TASK DETAILS » Copy out each line of the listing below that contains the word "field".

DATA FOR ANALYSIS »
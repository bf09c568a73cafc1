//! SQL lowering.
//!
//! Produces a parameter-safe fragment: raw SQL pieces and bound values are
//! stored separately, and `$1, $2, ...` placeholders are generated when the
//! fragment is rendered. Values never appear in the SQL text.
//!
//! Column references are validated against the table handle here — an
//! unknown column is a conversion-time error, unlike the record evaluator
//! which reads it as null. Boolean equality mirrors the evaluator's falsy
//! set: `x == false` / `x != true` admit NULL rows.

use serde_json::Value;

use super::ast::{Comparison, FilterNode, FilterValue, Op};
use super::ops::OperatorRegistry;
use super::FilterError;
use crate::storage::TableHandle;

#[derive(Debug, Clone, PartialEq)]
enum Part {
    Raw(String),
    Param,
}

/// A composable `(sql, params)` pair.
#[derive(Debug, Clone, Default)]
pub struct SqlFragment {
    parts: Vec<Part>,
    params: Vec<Value>,
}

impl SqlFragment {
    pub fn new() -> Self {
        Self::default()
    }

    pub fn push(&mut self, sql: &str) -> &mut Self {
        match self.parts.last_mut() {
            Some(Part::Raw(last)) => last.push_str(sql),
            _ => self.parts.push(Part::Raw(sql.to_owned())),
        }
        self
    }

    pub fn push_param(&mut self, value: Value) -> &mut Self {
        self.parts.push(Part::Param);
        self.params.push(value);
        self
    }

    /// Double-quoted identifier. Identifiers come from validated column
    /// handles, but embedded quotes are doubled anyway.
    pub fn push_ident(&mut self, ident: &str) -> &mut Self {
        let escaped = ident.replace('"', "\"\"");
        self.push("\"");
        self.push(&escaped);
        self.push("\"")
    }

    pub fn push_fragment(&mut self, mut other: SqlFragment) -> &mut Self {
        self.parts.append(&mut other.parts);
        self.params.append(&mut other.params);
        self
    }

    /// Renders with `$1, $2, ...` placeholders.
    pub fn sql(&self) -> String {
        let mut out = String::new();
        let mut idx = 0usize;
        for part in &self.parts {
            match part {
                Part::Raw(s) => out.push_str(s),
                Part::Param => {
                    idx += 1;
                    out.push('$');
                    out.push_str(&idx.to_string());
                }
            }
        }
        out
    }

    pub fn params(&self) -> &[Value] {
        &self.params
    }

    pub fn is_empty(&self) -> bool {
        self.parts.is_empty()
    }
}

pub fn lower(
    node: &FilterNode,
    table: &TableHandle,
    registry: &OperatorRegistry,
) -> Result<SqlFragment, FilterError> {
    let mut fragment = SqlFragment::new();
    lower_node(node, table, registry, &mut fragment)?;
    Ok(fragment)
}

fn lower_node(
    node: &FilterNode,
    table: &TableHandle,
    registry: &OperatorRegistry,
    out: &mut SqlFragment,
) -> Result<(), FilterError> {
    match node {
        FilterNode::Leaf(cmp) => lower_leaf(cmp, table, registry, out),
        FilterNode::And(children) => lower_children(children, " AND ", table, registry, out),
        FilterNode::Or(children) => lower_children(children, " OR ", table, registry, out),
    }
}

fn lower_children(
    children: &[FilterNode],
    joiner: &str,
    table: &TableHandle,
    registry: &OperatorRegistry,
    out: &mut SqlFragment,
) -> Result<(), FilterError> {
    out.push("(");
    for (i, child) in children.iter().enumerate() {
        if i > 0 {
            out.push(joiner);
        }
        lower_node(child, table, registry, out)?;
    }
    out.push(")");
    Ok(())
}

fn literal_param(value: &FilterValue) -> Value {
    match value {
        FilterValue::Bool(b) => Value::Bool(*b),
        FilterValue::Number(n) => serde_json::Number::from_f64(*n)
            .map(Value::Number)
            .unwrap_or(Value::Null),
        FilterValue::Str(s) => Value::String(s.clone()),
        // Compound literals never reach here; they are exploded by the
        // operator-specific lowering below.
        other => Value::String(other.render()),
    }
}

fn lower_leaf(
    cmp: &Comparison,
    table: &TableHandle,
    registry: &OperatorRegistry,
    out: &mut SqlFragment,
) -> Result<(), FilterError> {
    let column = table
        .column_def(&cmp.field)
        .ok_or_else(|| FilterError::UnknownColumn(cmp.field.clone()))?;
    let col = column.name.as_str();

    if let Op::Custom(name) = &cmp.op {
        let op = registry
            .get(name)
            .ok_or_else(|| FilterError::UnknownOperator(name.clone()))?;
        return op.to_sql(col, &cmp.value, out);
    }

    match &cmp.op {
        Op::Eq => equality(out, col, false, &cmp.value),
        Op::Ne => equality(out, col, true, &cmp.value),
        Op::Gt => binary(out, col, ">", &cmp.value),
        Op::Ge => binary(out, col, ">=", &cmp.value),
        Op::Lt => binary(out, col, "<", &cmp.value),
        Op::Le => binary(out, col, "<=", &cmp.value),
        // Booleans have no case, so the case-insensitive pair shares the
        // boolean-aware equality (and its null handling).
        Op::IEq if matches!(cmp.value, FilterValue::Bool(_)) => {
            equality(out, col, false, &cmp.value)
        }
        Op::INe if matches!(cmp.value, FilterValue::Bool(_)) => {
            equality(out, col, true, &cmp.value)
        }
        Op::IEq => {
            out.push("LOWER(");
            out.push_ident(col);
            out.push("::text) = LOWER(");
            out.push_param(literal_param(&cmp.value));
            out.push("::text)");
        }
        Op::INe => {
            out.push("LOWER(");
            out.push_ident(col);
            out.push("::text) <> LOWER(");
            out.push_param(literal_param(&cmp.value));
            out.push("::text)");
        }
        Op::In => in_list(out, col, &cmp.value, false),
        Op::Out => in_list(out, col, &cmp.value, true),
        Op::Like => like(out, col, "LIKE", &cmp.value),
        Op::NotLike => like(out, col, "NOT LIKE", &cmp.value),
        Op::ILike => like(out, col, "ILIKE", &cmp.value),
        Op::NILike => like(out, col, "NOT ILIKE", &cmp.value),
        Op::Contains => like_wrapped(out, col, "LIKE", &cmp.value, "%", "%"),
        Op::IContains => like_wrapped(out, col, "ILIKE", &cmp.value, "%", "%"),
        Op::StartsWith => like_wrapped(out, col, "LIKE", &cmp.value, "", "%"),
        Op::IStartsWith => like_wrapped(out, col, "ILIKE", &cmp.value, "", "%"),
        Op::EndsWith => like_wrapped(out, col, "LIKE", &cmp.value, "%", ""),
        Op::IEndsWith => like_wrapped(out, col, "ILIKE", &cmp.value, "%", ""),
        Op::IsEmpty => {
            let want = matches!(cmp.value, FilterValue::Bool(true));
            out.push("(");
            out.push_ident(col);
            if want {
                out.push(" IS NULL OR ");
                out.push_ident(col);
                out.push("::text = '')");
            } else {
                out.push(" IS NOT NULL AND ");
                out.push_ident(col);
                out.push("::text <> '')");
            }
        }
        Op::Between | Op::NotBetween => {
            let FilterValue::Range(lo, hi) = &cmp.value else {
                return Err(FilterError::Parse(cmp.render()));
            };
            out.push_ident(col);
            if matches!(cmp.op, Op::NotBetween) {
                out.push(" NOT BETWEEN ");
            } else {
                out.push(" BETWEEN ");
            }
            out.push_param(literal_param(lo));
            out.push(" AND ");
            out.push_param(literal_param(hi));
        }
        Op::Regex => {
            out.push_ident(col);
            out.push(" ~ ");
            out.push_param(literal_param(&cmp.value));
        }
        Op::IRegex => {
            out.push_ident(col);
            out.push(" ~* ");
            out.push_param(literal_param(&cmp.value));
        }
        Op::Length => length_cmp(out, col, "=", &cmp.value),
        Op::MinLength => length_cmp(out, col, ">=", &cmp.value),
        Op::MaxLength => length_cmp(out, col, "<=", &cmp.value),
        Op::Custom(_) => unreachable!("handled above"),
    }
    Ok(())
}

fn binary(out: &mut SqlFragment, col: &str, op: &str, value: &FilterValue) {
    out.push_ident(col);
    out.push(" ");
    out.push(op);
    out.push(" ");
    out.push_param(literal_param(value));
}

/// `==` / `!=`. The boolean literal's falsy set includes null on the
/// record-evaluator side, so `x == false` and `x != true` must also admit
/// NULL rows here — a bare `"x" = FALSE` would drop them.
fn equality(out: &mut SqlFragment, col: &str, negate: bool, value: &FilterValue) {
    let admits_null = matches!(
        (negate, value),
        (false, FilterValue::Bool(false)) | (true, FilterValue::Bool(true))
    );
    if admits_null {
        out.push("(");
    }
    binary(out, col, if negate { "<>" } else { "=" }, value);
    if admits_null {
        out.push(" OR ");
        out.push_ident(col);
        out.push(" IS NULL)");
    }
}

/// Empty tuples lower to `IN (NULL)`, which is valid SQL and never true.
fn in_list(out: &mut SqlFragment, col: &str, value: &FilterValue, negate: bool) {
    let members: Vec<&FilterValue> = match value {
        FilterValue::Tuple(items) => items.iter().collect(),
        single => vec![single],
    };
    out.push_ident(col);
    out.push(if negate { " NOT IN (" } else { " IN (" });
    if members.is_empty() {
        out.push("NULL");
    } else {
        for (i, member) in members.iter().enumerate() {
            if i > 0 {
                out.push(", ");
            }
            out.push_param(literal_param(member));
        }
    }
    out.push(")");
}

fn like(out: &mut SqlFragment, col: &str, op: &str, value: &FilterValue) {
    out.push_ident(col);
    out.push("::text ");
    out.push(op);
    out.push(" ");
    out.push_param(literal_param(value));
}

fn like_wrapped(
    out: &mut SqlFragment,
    col: &str,
    op: &str,
    value: &FilterValue,
    prefix: &str,
    suffix: &str,
) {
    let needle = match value {
        FilterValue::Str(s) => escape_like(s),
        other => escape_like(&other.render()),
    };
    out.push_ident(col);
    out.push("::text ");
    out.push(op);
    out.push(" ");
    out.push_param(Value::String(format!("{prefix}{needle}{suffix}")));
}

/// Escapes LIKE metacharacters in substring-style operators, where the
/// operand is plain text rather than a pattern.
fn escape_like(s: &str) -> String {
    s.replace('\\', "\\\\").replace('%', "\\%").replace('_', "\\_")
}

fn length_cmp(out: &mut SqlFragment, col: &str, op: &str, value: &FilterValue) {
    out.push("LENGTH(");
    out.push_ident(col);
    out.push("::text) ");
    out.push(op);
    out.push(" ");
    out.push_param(literal_param(value));
}

#[cfg(test)]
mod tests {
    use super::*;
    use crate::filter::CompiledFilter;
    use crate::storage::{ColumnType, TableHandle};
    use pretty_assertions::assert_eq;
    use serde_json::json;

    fn users() -> TableHandle {
        TableHandle::new("users", "id")
            .column("id", ColumnType::Text)
            .column("name", ColumnType::Text)
            .column("age", ColumnType::Integer)
            .column("role", ColumnType::Text)
            .column("score", ColumnType::Float)
            .column("deleted", ColumnType::Boolean)
    }

    fn lower_expr(expr: &str) -> SqlFragment {
        CompiledFilter::compile(expr).unwrap().to_sql(&users()).unwrap()
    }

    #[test]
    fn lowers_conjunction_with_placeholders() {
        let frag = lower_expr("age>=30;role==\"admin\"");
        assert_eq!(frag.sql(), r#"("age" >= $1 AND "role" = $2)"#);
        assert_eq!(frag.params(), &[json!(30.0), json!("admin")]);
    }

    #[test]
    fn lowers_membership_and_between() {
        let frag = lower_expr("role=in=(\"a\",\"b\")");
        assert_eq!(frag.sql(), r#""role" IN ($1, $2)"#);

        let frag = lower_expr("score=between=[80,90]");
        assert_eq!(frag.sql(), r#""score" BETWEEN $1 AND $2"#);
        assert_eq!(frag.params(), &[json!(80.0), json!(90.0)]);
    }

    #[test]
    fn substring_operators_escape_metacharacters() {
        let frag = lower_expr("name=contains=\"50%\"");
        assert_eq!(frag.sql(), r#""name"::text LIKE $1"#);
        assert_eq!(frag.params(), &[json!("%50\\%%")]);
    }

    #[test]
    fn isempty_variants() {
        let frag = lower_expr("name=isempty=true");
        assert_eq!(frag.sql(), r#"("name" IS NULL OR "name"::text = '')"#);
        let frag = lower_expr("name=isempty=false");
        assert_eq!(frag.sql(), r#"("name" IS NOT NULL AND "name"::text <> '')"#);
    }

    #[test]
    fn boolean_equality_admits_null_like_the_evaluator() {
        // `x == false` matches null rows on the record side; the lowering
        // must not silently exclude them.
        let frag = lower_expr("deleted==false");
        assert_eq!(frag.sql(), r#"("deleted" = $1 OR "deleted" IS NULL)"#);
        assert_eq!(frag.params(), &[json!(false)]);

        let frag = lower_expr("deleted!=true");
        assert_eq!(frag.sql(), r#"("deleted" <> $1 OR "deleted" IS NULL)"#);

        // The truthy direction stays a plain comparison.
        let frag = lower_expr("deleted==true");
        assert_eq!(frag.sql(), r#""deleted" = $1"#);
        let frag = lower_expr("deleted!=false");
        assert_eq!(frag.sql(), r#""deleted" <> $1"#);

        // Booleans have no case; ieq/ine share the lowering.
        let frag = lower_expr("deleted=ieq=false");
        assert_eq!(frag.sql(), r#"("deleted" = $1 OR "deleted" IS NULL)"#);
        let frag = lower_expr("deleted=ine=true");
        assert_eq!(frag.sql(), r#"("deleted" <> $1 OR "deleted" IS NULL)"#);
    }

    #[test]
    fn unknown_column_is_conversion_error() {
        let compiled = CompiledFilter::compile("ghost==1").unwrap();
        let err = compiled.to_sql(&users()).unwrap_err();
        assert!(matches!(err, FilterError::UnknownColumn(col) if col == "ghost"));
    }

    #[test]
    fn nested_structure() {
        let frag = lower_expr("(age>=30,score>50);name=startswith=\"A\"");
        assert_eq!(
            frag.sql(),
            r#"(("age" >= $1 OR "score" > $2) AND "name"::text LIKE $3)"#
        );
        assert_eq!(frag.params()[2], json!("A%"));
    }
}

OUTPUT FOR THIS TASK »
        .column_def(&cmp.field)
        .ok_or_else(|| FilterError::UnknownColumn(cmp.field.clone()))?;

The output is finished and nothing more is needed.